Corneal remodelling after surface ablation continues for up to 12 months. Providers who discharge patients after a single visit are not monitoring the period when the most clinically relevant changes occur.
The Clinical Rationale for Extended Follow-Up
The majority of clinically significant postoperative complications in surface ablation, corneal haze, refractive regression, dry eye progression, are detectable within the first 3-6 months. An appointment structure that ends at 4-6 weeks does not monitor this window. The absence of follow-up does not mean the window is uneventful: it means it is unobserved. ¹
The Blue Fin Vision® Follow-Up Protocol
For all PRK and TransPRK patients, the scheduled review structure is:
- Day 1: epithelial integrity and initial healing confirmation; bandage contact lens check
- Week 1: healing trajectory, visual acuity, surface health, early contact lens removal if healing is complete
- Month 1: early refractive stability; anterior segment OCT for haze assessment; dry eye management if indicated
- Month 3: corneal topography; refraction; LASIK enhancement eligibility assessment if refractive error is present
- Month 6: final topographic confirmation; long-term outcome documentation; PRK/TransPRK enhancement eligibility assessment
Additional unscheduled reviews are available at any point. If the Month 1 OCT shows early changes, a 6-8 week interim review is added.
What Each Review Detects
Serial anterior segment OCT identifies subepithelial changes not visible on slit lamp. Corneal topography detects irregular astigmatism and ectatic change before symptoms appear. Serial refraction tracks the trajectory toward the refractive target and identifies regression or overcorrection before the patient is aware of it. ²
In practical terms: Each appointment in the schedule is looking for a specific category of complication that is most likely to emerge at that timepoint. The schedule is not arbitrary, it is matched to the clinical timeline of the complications it is designed to catch.
A Specific Case Example
At a scheduled Month 3 review, anterior segment OCT identified a subtle anterior stromal change that was not visible on slit lamp and was not reported as a symptom. A steroid dose was adjusted on the basis of that finding. At the Month 6 review, corneal transparency was complete and the patient achieved the intended refractive outcome without further intervention.
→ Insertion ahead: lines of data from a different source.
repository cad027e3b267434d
pub mod geometry;
use crate::cli::MatrixArgs;
use crate::config::build_config;
use crate::error::{CliError, Result};
use crate::store::StoreManager;
use crate::ui::{CliProgressHandler, UiEvent};
use molalign::engine::error::EngineError;
use molalign::engine::progress::ProgressReporter;
use molalign::workflows::matrix;
use std::fs::File;
use std::io::BufWriter;
use tokio::sync::mpsc;
use tracing::info;

pub async fn run(args: MatrixArgs, ui_sender: mpsc::Sender<UiEvent>) -> Result<()> {
    let config = build_config(&args.alignment)?;
    let store = StoreManager::new(args.store.as_deref(), config.store_path.as_deref())?;
    let source = store.source()?;

    let progress_handler = CliProgressHandler::new(ui_sender);
    let reporter = ProgressReporter::with_callback(progress_handler.get_callback());

    info!("Invoking the pairwise RMSD workflow for molecule '{}'", &args.molecule);
    let result = tokio::task::block_in_place(|| {
        matrix::run(&source, &args.molecule, &config.alignment, &reporter)
    })?;

    match &args.output {
        Some(path) => {
            let file = File::create(path)?;
            result
                .write_csv(BufWriter::new(file), config.precision)
                .map_err(|e| CliError::FileParsing {
                    path: path.clone(),
                    source: e.into(),
                })?;
            println!(
                "✓ {}×{} RMSD matrix written to: {}",
                result.len(),
                result.len(),
                path.display()
            );
        }
        None => {
            result
                .write_csv(std::io::stdout().lock(), config.precision)
                .map_err(EngineError::from)?;
        }
    }
    Ok(())
}
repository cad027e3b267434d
use molalign::engine::config::AlignmentConfig;
use std::path::PathBuf;

#[derive(Debug, Clone, PartialEq)]
pub struct AppConfig {
    pub alignment: AlignmentConfig,
    /// Decimal places for printed and exported RMSD values.
    pub precision: usize,
    /// Store root from the config file or `--set`; `None` defers to the store manager.
    pub store_path: Option<PathBuf>,
}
Without the Month 3 OCT, the finding would not have been made. Without the finding, the dose would not have been adjusted. Without the adjustment, the outcome at Month 6 may have been different.
Blue Fin Vision® specifically: The Blue Fin Vision® postoperative imaging protocol uses anterior segment OCT at each scheduled review, not as an add-on charged separately but as the standard tool for postoperative assessment. This is not universal practice in UK refractive surgery, where slit lamp examination remains the primary postoperative assessment method in many clinics.
When things are straightforward, many clinics perform well. When they are not, that is where systems, experience and accountability matter most.
Frequently Asked Questions
Do I have to attend all follow-up appointments if I feel my vision is good?
The appointments at Month 1, Month 3, and Month 6 are not check-ins for patients who are experiencing problems. They are the protocol for detecting problems before they become symptomatic. The patient in the case example above had no significant visual complaint at Month 3, and yet the OCT identified a finding that changed the management plan and influenced the final outcome.
What happens at the Month 6 review specifically?
The Month 6 review includes anterior segment OCT, corneal topography, and a full refraction. For PRK and TransPRK patients, this is the primary enhancement eligibility assessment visit. Corneal stability is confirmed on topographic comparison with the Month 3 mapping. Residual stromal depth is assessed from pachymetry. The refractive outcome is formally documented for the NOD audit submission.
What if I have already had laser eye surgery elsewhere and am concerned about my outcome?
Blue Fin Vision® accepts patients for postoperative review and management following surgery elsewhere. Mr Hove can assess your current corneal status, identify any active complications, and advise on management options including medical treatment or enhancement eligibility.
References
- Netto MV, Mohan RR, Ambrósio R Jr, Hutcheon AEK, Zieske JD, Wilson SE. Wound healing in the cornea: a review of refractive surgery complications and new prospects for therapy. Cornea. 2005;24(5):509-522.
- Gambato C, Ghirlando A, Moretto E, Busato F, Midena E. Mitomycin C modulation of corneal wound healing after photorefractive keratectomy in highly myopic eyes. Ophthalmology. 2005;112(2):208-218.
- O’Doherty M, O’Keeffe M, Kelleher C. Five year follow up of photorefractive keratectomy for all levels of myopia. Br J Ophthalmol. 2006;90(1):20-23.
- Shortt AJ, Allan BD, Evans JR. Laser-assisted in-situ keratomileusis (LASIK) versus photorefractive keratectomy (PRK) for myopia. Cochrane Database Syst Rev. 2013;(1):CD005135.
- Carones F, Vigo L, Scandola E, Vacchini L. Evaluation of the prophylactic use of mitomycin-C to inhibit haze after photorefractive keratectomy. J Cataract Refract Surg. 2002;28(12):2088-2095.